Che fare allora con i nostri investimenti in un mondo così complicato? La cosa più ragionevole sembra essere quella di non fare una scommessa sola e di prepararsi a diversi scenari. Torniamo allora all'idea di bilanciare un portafoglio ben pesato in azioni con oro e titoli governativi indicizzati all'inflazione.
Quanto al
dollaro, ricordiamo che il rialzo degli ultimi anni deve molto all'idea che lo
shale oil, rendendo l'America indipendente dalle importazioni di petrolio, avrebbe migliorato strutturalmente le partite correnti e quindi la forza strutturale del dollaro, mentre il differenziale dei tassi avrebbe mantenuto un afflusso speculativo verso gli Stati Uniti.
Oggi il differenziale si è molto ridotto, mentre Biden, se eletto, sarà sotto pressione per chiudere lo shale oil. La
Cina, dal canto suo, si muoverà in direzione opposta. Terrà i tassi alti, tornerà a investire nella produzione interna di carbone per mantenere il riconquistato surplus delle partite correnti, sosterrà lo sviluppo strategico del
renminbi continuando ad accumulare oro nelle sue riserve. Non è certo se riuscirà nell'impresa, ma la strategia è chiara, costruire il renminbi come valuta di riserva con una sua area valutaria e creare attraverso Hong Kong una quantità di renminbi a circolazione estera nella quale il mondo potrà indebitarsi.
Chi ha dollari, da qui in avanti, dovrà allora evitare di tenerli a tassi irrisori sui governativi non indicizzati e farà bene a tenere azioni di esportatori americani e una robusta quantità di oro, che nelle prime fasi di svalutazione del dollaro tende a salire di più delle altre valute.

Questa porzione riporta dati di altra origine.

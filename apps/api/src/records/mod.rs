// Records: the owned `EmissionRecord`, its stores, and the pipeline that
// turns uploads and manual entries into records.

pub mod archive;
pub mod handlers;
pub mod models;
pub mod pipeline;
pub mod store;

pub use pipeline::RecordPipeline;
pub use store::{MemoryRecordStore, PgRecordStore, RecordStore};
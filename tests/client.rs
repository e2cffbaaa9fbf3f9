use std::sync::Arc;
use std::time::Duration;

use futures::SinkExt;
use tokio::io::{AsyncReadExt, AsyncWriteExt};
use tokio::net::{TcpListener, TcpStream};
use tokio::sync::mpsc::UnboundedReceiver;
use tokio::time::timeout;
use tokio_stream::StreamExt;
use tokio_util::codec::{FramedRead, FramedWrite};

use rtmp::tcp::{HANDSHAKE_SIZE, RTMP_VERSION};
use rtmp::{
    ChannelHandler, ChunkDecoder, ChunkEncoder, ClientConfig, ClientEvent, Message, MessageType,
    NegotiatedParams, RtmpClient, RtmpError, CHUNK_STREAM_ID_COMMAND,
};

const WAIT: Duration = Duration::from_secs(5);

async fn next_event(events: &mut UnboundedReceiver<ClientEvent>) -> ClientEvent {
    timeout(WAIT, events.recv()).await.unwrap().unwrap()
}

/// Server side of the plain handshake.
async fn accept_handshake(socket: &mut TcpStream) {
    let mut c0c1 = vec![0u8; 1 + HANDSHAKE_SIZE];
    socket.read_exact(&mut c0c1).await.unwrap();
    assert_eq!(c0c1[0], RTMP_VERSION);

    let s1 = vec![7u8; HANDSHAKE_SIZE];
    socket.write_all(&[RTMP_VERSION]).await.unwrap();
    socket.write_all(&s1).await.unwrap();

    let mut c2 = vec![0u8; HANDSHAKE_SIZE];
    socket.read_exact(&mut c2).await.unwrap();
    assert_eq!(c2, s1);
    socket.write_all(&c0c1[1..]).await.unwrap();
}

#[tokio::test]
async fn connects_and_exchanges_messages() {
    let listener = TcpListener::bind("127.0.0.1:0").await.unwrap();
    let port = listener.local_addr().unwrap().port();

    let server = tokio::spawn(async move {
        let (mut socket, _) = listener.accept().await.unwrap();
        accept_handshake(&mut socket).await;

        let params = Arc::new(NegotiatedParams::default());
        let (reader, writer) = socket.into_split();
        let mut frames_in = FramedRead::new(reader, ChunkDecoder::new(params.clone()));
        let mut frames_out = FramedWrite::new(writer, ChunkEncoder::new(params));

        let connect = frames_in.next().await.unwrap().unwrap();
        assert_eq!(connect.chunk_stream_id, CHUNK_STREAM_ID_COMMAND);
        assert_eq!(connect.payload(), b"connect");

        frames_out
            .send(Message::new(CHUNK_STREAM_ID_COMMAND, MessageType::Amf0, b"_result"))
            .await
            .unwrap();
        frames_out
            .send(Message::new(6, MessageType::Video, vec![1u8; 400]).with_stream_id(1))
            .await
            .unwrap();

        // Hold the socket until the client hangs up.
        while frames_in.next().await.is_some() {}
    });

    let (handler, mut events) = ChannelHandler::channel();
    let url = format!("rtmp://127.0.0.1:{}/live", port);
    let client = RtmpClient::connect(&url, handler).await.unwrap();
    assert_eq!(client.peer(), format!("127.0.0.1:{}", port));

    client
        .send(Message::new(CHUNK_STREAM_ID_COMMAND, MessageType::Amf0, b"connect"))
        .await
        .unwrap();

    assert_eq!(next_event(&mut events).await, ClientEvent::Connected);
    assert!(matches!(next_event(&mut events).await, ClientEvent::Command(_)));
    match next_event(&mut events).await {
        ClientEvent::Message(message) => {
            assert_eq!(message.typ, MessageType::Video);
            assert_eq!(message.payload(), &[1u8; 400][..]);
        }
        other => panic!("unexpected event {:?}", other),
    }
    assert!(client.is_connected());

    client.disconnect();
    assert_eq!(next_event(&mut events).await, ClientEvent::Disconnected);
    timeout(WAIT, server).await.unwrap().unwrap();
}

#[tokio::test]
async fn handshake_timeout() {
    let listener = TcpListener::bind("127.0.0.1:0").await.unwrap();
    let port = listener.local_addr().unwrap().port();

    // Accept, then never answer.
    let server = tokio::spawn(async move {
        let (socket, _) = listener.accept().await.unwrap();
        tokio::time::sleep(Duration::from_secs(3)).await;
        drop(socket);
    });

    let (handler, _events) = ChannelHandler::channel();
    let config = ClientConfig::default().with_handshake_timeout(Duration::from_secs(1));
    let url = format!("rtmp://127.0.0.1:{}/live", port);
    let result = RtmpClient::connect_with_config(&url, handler, config).await;
    assert!(matches!(result, Err(RtmpError::HandshakeTimeout)));
    server.abort();
}

#[tokio::test]
async fn rejects_bad_urls() {
    let (handler, _events) = ChannelHandler::channel();
    assert!(matches!(
        RtmpClient::connect("rtmps://media.example.com/live", handler).await,
        Err(RtmpError::UnsupportedScheme(_))
    ));

    let (handler, _events) = ChannelHandler::channel();
    assert!(matches!(
        RtmpClient::connect("::not a url::", handler).await,
        Err(RtmpError::InvalidUrl(_))
    ));
}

Detto questo, le ansie dei mercati su un'inflazione americana già dietro l'angolo e su un dollaro in conseguente caduta libera per effetto dell'
offerta di moneta (M2) aumentata di un quarto in questi mesi sono eccessive. M2 è moneta creata dalle banche commerciali quando fanno prestiti alle imprese e il boom di questi prestiti non è certo dovuto alla voglia delle imprese di assumere nuovo personale e aprire nuovi stabilimenti, ma alla loro paura di bruciare troppa cassa e trovarsi insolventi. Se il denaro prestato dalle banche alle imprese non circola e rimane fermo sul conto corrente è difficile pensare all'inflazione, che è prodotta non dalla quantità di denaro in sé ma anche dalla sua velocità di circolazione, per ora in evidente discesa. Calma quindi, perché da qui all'inflazione ci vorranno molti altri trilioni di pacchetti fiscali e monetari. Che arriveranno, ma non domani mattina.